-- Extracted data follows --

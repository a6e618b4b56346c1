//! Shared output formatting for tt CLI commands.
//!
//! The core never prints; every command funnels its result through these
//! helpers, either as a human summary or a versioned JSON envelope.

use serde::Serialize;

use crate::error::Result;

pub const SCHEMA_VERSION: &str = "tt.v1";

#[derive(Debug, Clone, Copy)]
pub struct OutputOptions {
    pub json: bool,
    pub quiet: bool,
}

#[derive(Debug, Clone)]
pub struct HumanOutput {
    header: String,
    summary: Vec<(String, String)>,
    details: Vec<String>,
    warnings: Vec<String>,
    next_steps: Vec<String>,
}

impl HumanOutput {
    pub fn new(header: impl Into<String>) -> Self {
        Self {
            header: header.into(),
            summary: Vec::new(),
            details: Vec::new(),
            warnings: Vec::new(),
            next_steps: Vec::new(),
        }
    }

    pub fn push_summary(&mut self, key: impl Into<String>, value: impl Into<String>) {
        self.summary.push((key.into(), value.into()));
    }

    pub fn push_detail(&mut self, value: impl Into<String>) {
        self.details.push(value.into());
    }

    pub fn push_warning(&mut self, value: impl Into<String>) {
        self.warnings.push(value.into());
    }

    pub fn push_next_step(&mut self, value: impl Into<String>) {
        self.next_steps.push(value.into());
    }
}

pub fn emit_success<T: Serialize>(
    options: OutputOptions,
    command: &str,
    data: &T,
    human: Option<&HumanOutput>,
) -> Result<()> {
    if options.json {
        let warnings = human.map(|h| h.warnings.clone()).unwrap_or_default();
        let next_steps = human.map(|h| h.next_steps.clone()).unwrap_or_default();

        #[derive(Serialize)]
        struct Envelope<'a, T: Serialize> {
            schema_version: &'static str,
            command: &'a str,
            status: &'static str,
            data: &'a T,
            #[serde(skip_serializing_if = "Vec::is_empty")]
            warnings: Vec<String>,
            #[serde(skip_serializing_if = "Vec::is_empty")]
            next_steps: Vec<String>,
        }

        let payload = Envelope {
            schema_version: SCHEMA_VERSION,
            command,
            status: "success",
            data,
            warnings,
            next_steps,
        };

        println!("{}", serde_json::to_string_pretty(&payload)?);
        return Ok(());
    }

    if options.quiet {
        return Ok(());
    }

    if let Some(human) = human {
        println!("{}", format_human(human));
    }

    Ok(())
}

pub fn emit_error(command: &str, err: &crate::error::Error, json: bool) -> Result<()> {
    let next_steps = error_next_steps(err);
    let hint = next_steps.first().map(|step| step.as_str());
    if json {
        #[derive(Serialize)]
        struct ErrorBody<'a> {
            message: &'a str,
            code: i32,
            kind: &'static str,
        }

        #[derive(Serialize)]
        struct Envelope<'a> {
            schema_version: &'static str,
            command: &'a str,
            status: &'static str,
            error: ErrorBody<'a>,
            #[serde(skip_serializing_if = "Vec::is_empty")]
            next_steps: Vec<String>,
        }

        let payload = Envelope {
            schema_version: SCHEMA_VERSION,
            command,
            status: "error",
            error: ErrorBody {
                message: &err.to_string(),
                code: err.exit_code(),
                kind: err.kind(),
            },
            next_steps,
        };

        println!("{}", serde_json::to_string_pretty(&payload)?);
        return Ok(());
    }

    eprintln!("error: {err}");
    if let Some(hint) = hint {
        eprintln!("hint: {hint}");
    }
    Ok(())
}

pub fn format_human(output: &HumanOutput) -> String {
    let mut lines = Vec::new();
    lines.push(output.header.clone());

    push_summary(&mut lines, &output.summary);
    push_section(&mut lines, "Details", &output.details);
    push_section(&mut lines, "Warnings", &output.warnings);
    push_section(&mut lines, "Next steps", &output.next_steps);

    lines.join("\n")
}

pub fn infer_command_name_from_args() -> String {
    let mut args = std::env::args().skip(1);
    let mut command = None;
    let mut subcommand = None;

    while let Some(arg) = args.next() {
        if arg.starts_with('-') {
            continue;
        }
        command = Some(arg);
        break;
    }

    let command = match command {
        Some(cmd) => cmd,
        None => return "tt".to_string(),
    };

    if command.as_str() == "backup" {
        for arg in args {
            if arg.starts_with('-') {
                continue;
            }
            subcommand = Some(arg);
            break;
        }
    }

    if let Some(sub) = subcommand {
        format!("{command} {sub}")
    } else {
        command
    }
}

fn error_next_steps(err: &crate::error::Error) -> Vec<String> {
    use crate::error::Error;

    match err {
        Error::NotInitialized(_) => vec!["tt init".to_string()],
        Error::MalformedIdentifier(_) | Error::EmptyPath => {
            vec!["subtask ids look like 1.2 or 1.2.3".to_string()]
        }
        Error::InvalidConfig(_) => vec!["fix .tt.toml then retry".to_string()],
        Error::MigrationStepFailed { .. } => {
            vec!["tt backup list, then tt backup restore <id> to roll back".to_string()]
        }
        _ => Vec::new(),
    }
}

fn push_summary(lines: &mut Vec<String>, summary: &[(String, String)]) {
    if summary.is_empty() {
        return;
    }

    lines.push(String::new());
    lines.push("Summary:".to_string());
    for (key, value) in summary {
        if value.is_empty() {
            lines.push(format!("- {key}"));
        } else {
            lines.push(format!("- {key}: {value}"));
        }
    }
}

fn push_section(lines: &mut Vec<String>, title: &str, items: &[String]) {
    if items.is_empty() {
        return;
    }

    lines.push(String::new());
    lines.push(format!("{title}:"));
    for item in items {
        lines.push(format!("- {item}"));
    }
}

-- Extracted data concluded --

▸ What is expected
Exact reproduction of the listing above is required.

▸ The completed task
repository a6e618b4b56346c1
//! Shared output formatting for tt CLI commands.
//!
//! The core never prints; every command funnels its result through these
//! helpers, either as a human summary or a versioned JSON envelope.

use serde::Serialize;

use crate::error::Result;

pub const SCHEMA_VERSION: &str = "tt.v1";

#[derive(Debug, Clone, Copy)]
pub struct OutputOptions {
    pub json: bool,
    pub quiet: bool,
}

#[derive(Debug, Clone)]
pub struct HumanOutput {
    header: String,
    summary: Vec<(String, String)>,
    details: Vec<String>,
    warnings: Vec<String>,
    next_steps: Vec<String>,
}

impl HumanOutput {
    pub fn new(header: impl Into<String>) -> Self {
        Self {
            header: header.into(),
            summary: Vec::new(),
            details: Vec::new(),
            warnings: Vec::new(),
            next_steps: Vec::new(),
        }
    }

    pub fn push_summary(&mut self, key: impl Into<String>, value: impl Into<String>) {
        self.summary.push((key.into(), value.into()));
    }

    pub fn push_detail(&mut self, value: impl Into<String>) {
        self.details.push(value.into());
    }

    pub fn push_warning(&mut self, value: impl Into<String>) {
        self.warnings.push(value.into());
    }

    pub fn push_next_step(&mut self, value: impl Into<String>) {
        self.next_steps.push(value.into());
    }
}

pub fn emit_success<T: Serialize>(
    options: OutputOptions,
    command: &str,
    data: &T,
    human: Option<&HumanOutput>,
) -> Result<()> {
    if options.json {
        let warnings = human.map(|h| h.warnings.clone()).unwrap_or_default();
        let next_steps = human.map(|h| h.next_steps.clone()).unwrap_or_default();

        #[derive(Serialize)]
        struct Envelope<'a, T: Serialize> {
            schema_version: &'static str,
            command: &'a str,
            status: &'static str,
            data: &'a T,
            #[serde(skip_serializing_if = "Vec::is_empty")]
            warnings: Vec<String>,
            #[serde(skip_serializing_if = "Vec::is_empty")]
            next_steps: Vec<String>,
        }

        let payload = Envelope {
            schema_version: SCHEMA_VERSION,
            command,
            status: "success",
            data,
            warnings,
            next_steps,
        };

        println!("{}", serde_json::to_string_pretty(&payload)?);
        return Ok(());
    }

    if options.quiet {
        return Ok(());
    }

    if let Some(human) = human {
        println!("{}", format_human(human));
    }

    Ok(())
}

pub fn emit_error(command: &str, err: &crate::error::Error, json: bool) -> Result<()> {
    let next_steps = error_next_steps(err);
    let hint = next_steps.first().map(|step| step.as_str());
    if json {
        #[derive(Serialize)]
        struct ErrorBody<'a> {
            message: &'a str,
            code: i32,
            kind: &'static str,
        }

        #[derive(Serialize)]
        struct Envelope<'a> {
            schema_version: &'static str,
            command: &'a str,
            status: &'static str,
            error: ErrorBody<'a>,
            #[serde(skip_serializing_if = "Vec::is_empty")]
            next_steps: Vec<String>,
        }

        let payload = Envelope {
            schema_version: SCHEMA_VERSION,
            command,
            status: "error",
            error: ErrorBody {
                message: &err.to_string(),
                code: err.exit_code(),
                kind: err.kind(),
            },
            next_steps,
        };

        println!("{}", serde_json::to_string_pretty(&payload)?);
        return Ok(());
    }

    eprintln!("error: {err}");
    if let Some(hint) = hint {
        eprintln!("hint: {hint}");
    }
    Ok(())
}

pub fn format_human(output: &HumanOutput) -> String {
    let mut lines = Vec::new();
    lines.push(output.header.clone());

    push_summary(&mut lines, &output.summary);
    push_section(&mut lines, "Details", &output.details);
    push_section(&mut lines, "Warnings", &output.warnings);
    push_section(&mut lines, "Next steps", &output.next_steps);

    lines.join("\n")
}

pub fn infer_command_name_from_args() -> String {
    let mut args = std::env::args().skip(1);
    let mut command = None;
    let mut subcommand = None;

    while let Some(arg) = args.next() {
        if arg.starts_with('-') {
            continue;
        }
        command = Some(arg);
        break;
    }

    let command = match command {
        Some(cmd) => cmd,
        None => return "tt".to_string(),
    };

    if command.as_str() == "backup" {
        for arg in args {
            if arg.starts_with('-') {
                continue;
            }
            subcommand = Some(arg);
            break;
        }
    }

    if let Some(sub) = subcommand {
        format!("{command} {sub}")
    } else {
        command
    }
}

fn error_next_steps(err: &crate::error::Error) -> Vec<String> {
    use crate::error::Error;

    match err {
        Error::NotInitialized(_) => vec!["tt init".to_string()],
        Error::MalformedIdentifier(_) | Error::EmptyPath => {
            vec!["subtask ids look like 1.2 or 1.2.3".to_string()]
        }
        Error::InvalidConfig(_) => vec!["fix .tt.toml then retry".to_string()],
        Error::MigrationStepFailed { .. } => {
            vec!["tt backup list, then tt backup restore <id> to roll back".to_string()]
        }
        _ => Vec::new(),
    }
}

fn push_summary(lines: &mut Vec<String>, summary: &[(String, String)]) {
    if summary.is_empty() {
        return;
    }

    lines.push(String::new());
    lines.push("Summary:".to_string());
    for (key, value) in summary {
        if value.is_empty() {
            lines.push(format!("- {key}"));
        } else {
            lines.push(format!("- {key}: {value}"));
        }
    }
}

fn push_section(lines: &mut Vec<String>, title: &str, items: &[String]) {
    if items.is_empty() {
        return;
    }

    lines.push(String::new());
    lines.push(format!("{title}:"));
    for item in items {
        lines.push(format!("- {item}"));
    }
}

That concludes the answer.